The Gongfermor – Dealing with Medieval Sh*t!

The Gongfermor – Dealing with Medieval Sh*t!


(Trying a medieval “garderobe” for size at Lamphey Bishop’s Palace, purely for purposes of research you understand!)

Towards the end of the 14th Century, London with a population of around 30,000 defecating souls, had only 16 public latrines, known as “houses of easement”. However, many private latrines (privies) existed, and the local authorities had even started to regulate their placement and construction. Cess pits started to be placed in the back yard of houses or even under their cellar floors. The more sophisticated arrangements carried excrement from upper floors by means of a wooden chute, sometimes flushed by rainwater.

Just as today, the space where you did the business was often given a “polite” name. Some common ones being the ‘privy chamber’, and the ‘garderobe’. The more imaginative ones include the ‘draught’, ‘gong’, ‘siege-house’, ‘neccessarium’, and the ‘Golden Tower’.

As most cesspits were not watertight, liquid waste would drain away leaving the solids behind. Every two years or so, this solid waste would have to be removed. As you can imagine, the smell and fumes could become a problem. It wasn’t unknown for clothes to be hung nearby as the acrid vapours would kill any mites in them!

King Henry III, (who was King of England between 1216 and 1272) in a letter to one of his castle constables complained about a privy at the tower of London that smelled so bad he wanted it rebuilt before his next visit,
“Since the privy chamber…in London is situated in an undue and improper place, wherefore it smells badly, we command you on the faith and love by which you are bounden to us that you in no wise omit to cause another privy chamber to be made…in such more fitting and proper place that you may select there, even though it should cost a hundred pounds, so that it may be made before the feast of the Translation of Saint Edward, before we come thither.”

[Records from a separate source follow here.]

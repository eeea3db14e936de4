// Copyright (c) 2025 woxQAQ
//
// Licensed under the MIT License or Apache License 2.0
// See LICENSE files for details

//! # Profiler
//!
//! Aggregates call durations per function identifier.
//!
//! ## Example
//!
//! ```
//! use profiled::{Profiler, profiled};
//!
//! profiled! {
//!     fn get_answer() -> u32 {
//!         42
//!     }
//! }
//!
//! let profiler = Profiler::new();
//! {
//!     let _active = profiler.activate();
//!     get_answer(); // recorded
//! }
//! get_answer(); // not recorded: no active profiler
//!
//! let report = profiler.compute_stats();
//! # if cfg!(feature = "profiling") {
//! assert_eq!(report["get_answer"].num, 1);
//! # }
//! ```

use parking_lot::Mutex;
use std::collections::HashMap;
use std::fmt;
use std::sync::Arc;
use std::time::Duration;
use tracing::{debug, trace};

use crate::context::{self, ActiveProfiler};
use crate::stats::{FunctionStats, StatsReport};

/// Per-function duration store shared by every clone of a [`Profiler`]
type DurationTable = HashMap<String, Vec<Duration>>;

/// Profiling context
///
/// Cloning is cheap and yields another handle to the same data, which is
/// what the active-profiler slot and instrumented calls hold on to.
#[derive(Clone, Default)]
pub struct Profiler {
    data: Arc<Mutex<DurationTable>>,
}

impl Profiler {
    /// Create a profiler with no recorded calls
    pub fn new() -> Self {
        Self::default()
    }

    /// The currently active profiler, if any
    pub fn current() -> Option<Profiler> {
        context::current()
    }

    /// Make this profiler the one profiled calls record into
    ///
    /// The previous state is restored when the returned guard is dropped.
    /// Activations nest: leaving an inner scope re-exposes the outer
    /// profiler.
    pub fn activate(&self) -> ActiveProfiler {
        context::push(self)
    }

    /// Run `f` with this profiler active
    pub fn scope<R>(&self, f: impl FnOnce() -> R) -> R {
        let _active = self.activate();
        f()
    }

    /// Whether this profiler is the one currently receiving recordings
    pub fn is_active(&self) -> bool {
        context::is_active(self)
    }

    /// Append one call duration for `function_id`
    pub fn record(&self, function_id: impl AsRef<str>, duration: Duration) {
        let function_id = function_id.as_ref();
        let mut data = self.data.lock();
        match data.get_mut(function_id) {
            Some(durations) => durations.push(duration),
            None => {
                trace!(function_id, "first call recorded");
                data.insert(function_id.to_string(), vec![duration]);
            }
        }
    }

    /// Drop every recorded duration, keeping this instance usable
    pub fn reset(&self) {
        let mut data = self.data.lock();
        debug!(functions = data.len(), "resetting profiler");
        data.clear();
    }

    /// Summary statistics for every function with at least one recorded call
    pub fn compute_stats(&self) -> StatsReport {
        let data = self.data.lock();
        data.iter()
            .filter_map(|(function_id, durations)| {
                FunctionStats::from_durations(durations)
                    .map(|stats| (function_id.clone(), stats))
            })
            .collect()
    }

    /// Recorded durations for one function, in call order
    pub fn durations(&self, function_id: &str) -> Option<Vec<Duration>> {
        self.data.lock().get(function_id).cloned()
    }

    /// Identifiers with at least one recorded call, sorted
    pub fn function_ids(&self) -> Vec<String> {
        let mut ids: Vec<_> = self.data.lock().keys().cloned().collect();
        ids.sort();
        ids
    }

    /// Whether `other` is a handle to the same data
    pub fn same_as(&self, other: &Profiler) -> bool {
        Arc::ptr_eq(&self.data, &other.data)
    }
}

impl fmt::Debug for Profiler {
    fn fmt(&self, f: &mut fmt::Formatter<'_>) -> fmt::Result {
        f.debug_struct("Profiler")
            .field("functions", &self.data.lock().len())
            .finish()
    }
}

#[cfg(test)]
mod tests {
    use super::*;
    use serial_test::serial;

    fn micros(values: &[u64]) -> Vec<Duration> {
        values.iter().copied().map(Duration::from_micros).collect()
    }

    #[test]
    fn test_record_keeps_call_order() {
        let profiler = Profiler::new();
        for duration in micros(&[300, 100, 200]) {
            profiler.record("parse", duration);
        }
        profiler.record("lower", Duration::from_micros(5));

        assert_eq!(profiler.durations("parse"), Some(micros(&[300, 100, 200])));
        assert_eq!(profiler.durations("lower"), Some(micros(&[5])));
        assert_eq!(profiler.durations("missing"), None);
        assert_eq!(profiler.function_ids(), vec!["lower", "parse"]);
    }

    #[test]
    fn test_compute_stats_empty() {
        let profiler = Profiler::new();
        assert!(profiler.compute_stats().is_empty());
    }

    #[test]
    fn test_compute_stats_is_read_only() {
        let profiler = Profiler::new();
        profiler.record("parse", Duration::from_millis(2));
        profiler.record("parse", Duration::from_millis(4));

        let first = profiler.compute_stats();
        let second = profiler.compute_stats();

        assert_eq!(first, second);
        assert_eq!(first["parse"].num, 2);
        assert_eq!(profiler.durations("parse").map(|d| d.len()), Some(2));
    }

    #[test]
    fn test_reset_clears_in_place() {
        let profiler = Profiler::new();
        let handle = profiler.clone();
        profiler.record("parse", Duration::from_millis(1));

        handle.reset();

        assert!(profiler.compute_stats().is_empty());
        assert!(profiler.function_ids().is_empty());

        profiler.record("parse", Duration::from_millis(1));
        assert_eq!(handle.compute_stats()["parse"].num, 1);
    }

    #[test]
    fn test_clones_share_data() {
        let profiler = Profiler::new();
        let clone = profiler.clone();
        clone.record("parse", Duration::from_millis(1));

        assert!(profiler.same_as(&clone));
        assert!(!profiler.same_as(&Profiler::new()));
        assert_eq!(profiler.compute_stats().len(), 1);
    }

    #[test]
    #[serial(active_profiler)]
    fn test_activate_sets_current() {
        let profiler = Profiler::new();
        assert!(Profiler::current().is_none());

        let active = profiler.activate();
        assert!(profiler.is_active());
        assert!(Profiler::current().is_some_and(|p| p.same_as(&profiler)));

        active.deactivate();
        assert!(!profiler.is_active());
        assert!(Profiler::current().is_none());
    }

    #[test]
    #[serial(active_profiler)]
    fn test_nested_activation_restores_outer() {
        let outer = Profiler::new();
        let inner = Profiler::new();

        let _outer_active = outer.activate();
        {
            let _inner_active = inner.activate();
            assert!(inner.is_active());
            assert!(!outer.is_active());
        }
        assert!(outer.is_active());
    }

    #[test]
    #[serial(active_profiler)]
    fn test_scope_restores_after_panic() {
        let profiler = Profiler::new();

        let result = std::panic::catch_unwind(std::panic::AssertUnwindSafe(|| {
            profiler.scope(|| {
                assert!(Profiler::current().is_some());
                panic!("boom");
            })
        }));

        assert!(result.is_err());
        assert!(Profiler::current().is_none());
    }

    #[test]
    fn test_concurrent_record() {
        let profiler = Profiler::new();

        std::thread::scope(|scope| {
            for _ in 0..8 {
                let profiler = profiler.clone();
                scope.spawn(move || {
                    for _ in 0..1000 {
                        profiler.record("worker", Duration::from_nanos(10));
                    }
                });
            }
        });

        assert_eq!(profiler.compute_stats()["worker"].num, 8000);
    }
}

A “gongfermor” or “gong farmer” was the term used at this period to describe someone who’s job was to dig out and remove the waste. (“Gong” is derived from the Old English gang, which means “to go”). The solid waste collected had to be taken outside the city walls or town boundary and was known as nightsoil. After being dug out, the nightsoil was removed in large barrels or pipes, which were loaded onto a horse-drawn cart. The job of the gongfermor was certainly unpleasant (day in, day out, up to the knees or waist in excrement) and could be dangerous but it was also well paid.